Apocalypse Then: Reading the Impact of the Great War in Literature

Date:

29 January - 12 March 2026

Time:

1:00pm - 2:30pm
Museum

About this event

Step into the world of literature transformed by war.This course explores the far-reaching literary impact of the First World War, moving beyond the familiar focus on the War Poets and the Western Front. The Great War was a defining moment of the twentieth century, profoundly shaping literature in the decades that followed. Our aim is to gain a sense of this scope through a gentle introduction to major works of early modernism, with plenty of opportunity for discussion. Across the sessions, we will study influential prose and poetry, including:

  • Mrs Dalloway (1925) – Virginia Woolf
  • A Passage to India (1924) – E.M. Forster
  • Hugh Selwyn Mauberley (1920) – Ezra Pound
  • The Waste Land (1922) – T.S. Eliot
  • A Farewell to Arms (1929) – Ernest Hemingway
  • In Parenthesis (1937) – David Jones


Each week will focus on selected texts and extracts, offering a gentle encounter with some of the great works of the early twentieth century and their response to the seismic changes brought about by war.

Tutor
Philip Healy is an Emeritus Fellow of Kellogg College, Oxford University.

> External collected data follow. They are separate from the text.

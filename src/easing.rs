//! Easing functions for shaping normalized progress.
//!
//! Easings remap linear progress in `[0, 1]` to perceptually smoother
//! progress. The formulas follow the usual easings.net definitions.

use std::f64::consts::PI;
use std::fmt;

#[cfg(feature = "serde")]
use serde::{Deserialize, Serialize};

/// Easing function applied by [`Curve::ease_with`](crate::Curve::ease_with).
///
/// All easings map `0` to `0` and `1` to `1`. Inputs outside `[0, 1]` are not
/// clamped; each formula is simply evaluated there.
#[derive(Debug, Clone, Copy, PartialEq, Eq, Hash, Default)]
#[cfg_attr(feature = "serde", derive(Serialize, Deserialize))]
#[cfg_attr(feature = "serde", serde(rename_all = "snake_case"))]
pub enum Easing {
    /// No remapping.
    #[default]
    Linear,

    /// Sine ease-in-out: `-(cos(πt) - 1) / 2`.
    SineInOut,

    /// Exponential ease-out: `1 - 2^(-10t)`, exactly `1` at `t = 1`.
    OutExpo,

    /// Quadratic ease-out: `1 - (1 - t)²`.
    OutQuad,

    /// Exponential ease-in: `2^(10t - 10)`, exactly `0` at `t = 0`.
    InExpo,

    /// Cubic smoothstep: `t²(3 - 2t)`.
    Smoothstep,
}

impl Easing {
    /// Every easing, in declaration order.
    pub const ALL: [Easing; 6] = [
        Easing::Linear,
        Easing::SineInOut,
        Easing::OutExpo,
        Easing::OutQuad,
        Easing::InExpo,
        Easing::Smoothstep,
    ];

    /// Apply the easing to a normalized value.
    ///
    /// # Examples
    ///
    /// ```
    /// use motion_curves::Easing;
    ///
    /// assert_eq!(Easing::OutQuad.apply(0.5), 0.75);
    /// assert_eq!(Easing::OutExpo.apply(1.0), 1.0);
    /// assert_eq!(Easing::InExpo.apply(0.0), 0.0);
    /// ```
    pub fn apply(&self, t: f64) -> f64 {
        match self {
            Easing::Linear => t,
            Easing::SineInOut => -((PI * t).cos() - 1.0) / 2.0,
            Easing::OutExpo => {
                // 1 - 2^-10 is not 1.0
                if t == 1.0 {
                    1.0
                } else {
                    1.0 - 2f64.powf(-10.0 * t)
                }
            }
            Easing::OutQuad => 1.0 - (1.0 - t) * (1.0 - t),
            Easing::InExpo => {
                if t == 0.0 {
                    0.0
                } else {
                    2f64.powf(10.0 * t - 10.0)
                }
            }
            Easing::Smoothstep => t * t * (3.0 - 2.0 * t),
        }
    }

    /// Short snake_case name, matching the recipe step that applies it.
    pub fn name(&self) -> &'static str {
        match self {
            Easing::Linear => "linear",
            Easing::SineInOut => "ease",
            Easing::OutExpo => "ease_out_expo",
            Easing::OutQuad => "ease_out_quad",
            Easing::InExpo => "ease_in_expo",
            Easing::Smoothstep => "smoothstep",
        }
    }
}

impl fmt::Display for Easing {
    fn fmt(&self, f: &mut fmt::Formatter<'_>) -> fmt::Result {
        f.write_str(self.name())
    }
}
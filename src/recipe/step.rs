//! A single transformation step of a recipe.

use std::fmt;

use rand::Rng;
#[cfg(feature = "serde")]
use serde::{Deserialize, Serialize};

use crate::{Curve, CurveError, Easing};

#[cfg(feature = "serde")]
fn half() -> f64 {
    0.5
}

#[cfg(feature = "serde")]
fn one() -> f64 {
    1.0
}

/// One transformation in a [`CurveRecipe`](crate::CurveRecipe).
///
/// Each variant mirrors a method on [`Curve`]; omitted parameters take the
/// same defaults as the short-form methods. With the `serde` feature, steps
/// serialize as objects tagged by `op`, e.g.
/// `{"op": "map_range", "to_min": 0.0, "to_max": 100.0}`.
#[derive(Debug, Clone, Copy, PartialEq)]
#[cfg_attr(feature = "serde", derive(Serialize, Deserialize))]
#[cfg_attr(feature = "serde", serde(tag = "op", rename_all = "snake_case"))]
pub enum Step {
    /// [`Curve::bounce_with`].
    Bounce {
        #[cfg_attr(feature = "serde", serde(default = "half"))]
        start: f64,
        #[cfg_attr(feature = "serde", serde(default = "half"))]
        end: f64,
    },
    /// [`Curve::wiggle_between`]. Replaces the curve built so far.
    Wiggle {
        freq: usize,
        #[cfg_attr(feature = "serde", serde(default = "half"))]
        start: f64,
        #[cfg_attr(feature = "serde", serde(default = "half"))]
        end: f64,
    },
    /// [`Curve::ease`].
    Ease,
    /// [`Curve::ease_out_expo`].
    EaseOutExpo,
    /// [`Curve::ease_out_quad`].
    EaseOutQuad,
    /// [`Curve::ease_in_expo`].
    EaseInExpo,
    /// [`Curve::ease_with`] using [`Easing::Smoothstep`].
    Smoothstep,
    /// [`Curve::repeat`].
    Loop { period: f64 },
    /// [`Curve::offset`].
    Offset { offset: f64 },
    /// [`Curve::shrink_to`].
    Shrink {
        length: f64,
        #[cfg_attr(feature = "serde", serde(default))]
        to: f64,
    },
    /// [`Curve::reverse`].
    Reverse,
    /// [`Curve::map_range_from`].
    MapRange {
        to_min: f64,
        to_max: f64,
        #[cfg_attr(feature = "serde", serde(default))]
        from_min: f64,
        #[cfg_attr(feature = "serde", serde(default = "one"))]
        from_max: f64,
    },
}

impl Step {
    /// The step's name in the text form.
    pub fn name(&self) -> &'static str {
        match self {
            Step::Bounce { .. } => "bounce",
            Step::Wiggle { .. } => "wiggle",
            Step::Ease => Easing::SineInOut.name(),
            Step::EaseOutExpo => Easing::OutExpo.name(),
            Step::EaseOutQuad => Easing::OutQuad.name(),
            Step::EaseInExpo => Easing::InExpo.name(),
            Step::Smoothstep => Easing::Smoothstep.name(),
            Step::Loop { .. } => "loop",
            Step::Offset { .. } => "offset",
            Step::Shrink { .. } => "shrink",
            Step::Reverse => "reverse",
            Step::MapRange { .. } => "map_range",
        }
    }

    /// Applies this step to `curve` through the validated constructors.
    ///
    /// `rng` is only drawn from by wiggle steps.
    pub fn apply<R: Rng + ?Sized>(&self, curve: &Curve, rng: &mut R) -> Result<Curve, CurveError> {
        match *self {
            Step::Bounce { start, end } => curve.try_bounce(start, end),
            Step::Wiggle { freq, start, end } => Curve::try_wiggle(freq, start, end, rng),
            Step::Ease => Ok(curve.ease()),
            Step::EaseOutExpo => Ok(curve.ease_out_expo()),
            Step::EaseOutQuad => Ok(curve.ease_out_quad()),
            Step::EaseInExpo => Ok(curve.ease_in_expo()),
            Step::Smoothstep => Ok(curve.ease_with(Easing::Smoothstep)),
            Step::Loop { period } => curve.try_repeat(period),
            Step::Offset { offset } => {
                if offset.is_finite() {
                    Ok(curve.offset(offset))
                } else {
                    Err(CurveError::invalid("offset", "offset", offset, "must be finite"))
                }
            }
            Step::Shrink { length, to } => curve.try_shrink(length, to),
            Step::Reverse => Ok(curve.reverse()),
            Step::MapRange {
                to_min,
                to_max,
                from_min,
                from_max,
            } => curve.try_map_range(to_min, to_max, from_min, from_max),
        }
    }
}

impl fmt::Display for Step {
    fn fmt(&self, f: &mut fmt::Formatter<'_>) -> fmt::Result {
        let name = self.name();
        match *self {
            Step::Bounce { start, end } => write!(f, "{name}({start}, {end})"),
            Step::Wiggle { freq, start, end } => write!(f, "{name}({freq}, {start}, {end})"),
            Step::Loop { period } => write!(f, "{name}({period})"),
            Step::Offset { offset } => write!(f, "{name}({offset})"),
            Step::Shrink { length, to } => write!(f, "{name}({length}, {to})"),
            Step::MapRange {
                to_min,
                to_max,
                from_min,
                from_max,
            } => write!(f, "{name}({to_min}, {to_max}, {from_min}, {from_max})"),
            Step::Ease
            | Step::EaseOutExpo
            | Step::EaseOutQuad
            | Step::EaseInExpo
            | Step::Smoothstep
            | Step::Reverse => f.write_str(name),
        }
    }
}

#[cfg(test)]
mod tests {
    use super::*;
    use rand::SeedableRng;
    use rand::rngs::StdRng;

    #[test]
    fn test_display() {
        assert_eq!(Step::Ease.to_string(), "ease");
        assert_eq!(Step::Loop { period: 2.0 }.to_string(), "loop(2)");
        assert_eq!(
            Step::MapRange {
                to_min: 0.0,
                to_max: 100.0,
                from_min: 0.0,
                from_max: 1.0
            }
            .to_string(),
            "map_range(0, 100, 0, 1)"
        );
        assert_eq!(
            Step::Wiggle {
                freq: 3,
                start: 0.5,
                end: 0.25
            }
            .to_string(),
            "wiggle(3, 0.5, 0.25)"
        );
    }

    #[test]
    fn test_apply_matches_chain_method() {
        let mut rng = StdRng::seed_from_u64(0);
        let base = Curve::new();
        let stepped = Step::Shrink {
            length: 0.5,
            to: 2.0,
        }
        .apply(&base, &mut rng)
        .unwrap();
        let chained = base.shrink_to(0.5, 2.0);
        for t in [0.0, 0.2, 0.49, 0.5, 0.9] {
            assert_eq!(stepped.sample(t), chained.sample(t));
        }
    }

    #[test]
    fn test_apply_validates() {
        let mut rng = StdRng::seed_from_u64(0);
        let base = Curve::new();
        assert!(Step::Loop { period: 0.0 }.apply(&base, &mut rng).is_err());
        assert!(
            Step::Offset {
                offset: f64::NAN
            }
            .apply(&base, &mut rng)
            .is_err()
        );
    }

    #[test]
    fn test_wiggle_replaces_curve() {
        let mut rng = StdRng::seed_from_u64(9);
        let base = Curve::constant(42.0);
        let wiggle = Step::Wiggle {
            freq: 2,
            start: 0.1,
            end: 0.9,
        }
        .apply(&base, &mut rng)
        .unwrap();
        assert_eq!(wiggle.sample(0.0), 0.1);
    }

    #[test]
    fn test_apply_rejects_oversized_wiggle() {
        let mut rng = StdRng::seed_from_u64(0);
        let step = Step::Wiggle {
            freq: usize::MAX,
            start: 0.5,
            end: 0.5,
        };
        assert!(matches!(
            step.apply(&Curve::new(), &mut rng),
            Err(CurveError::InvalidParameter { name: "freq", .. })
        ));
    }
}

Formerly Director of Public Programmes at the Oxford University Department for Continuing Education (2000–2010), Philip now lives in north Herefordshire and regularly teaches literature courses for the SMAG adult education programme.

  • Thursday, 29 January – Thursday, 12 March, 2026
  • 1.00pm – 2.30pm
  • [No class on Thursday, 19 February, 2026 – Half-term]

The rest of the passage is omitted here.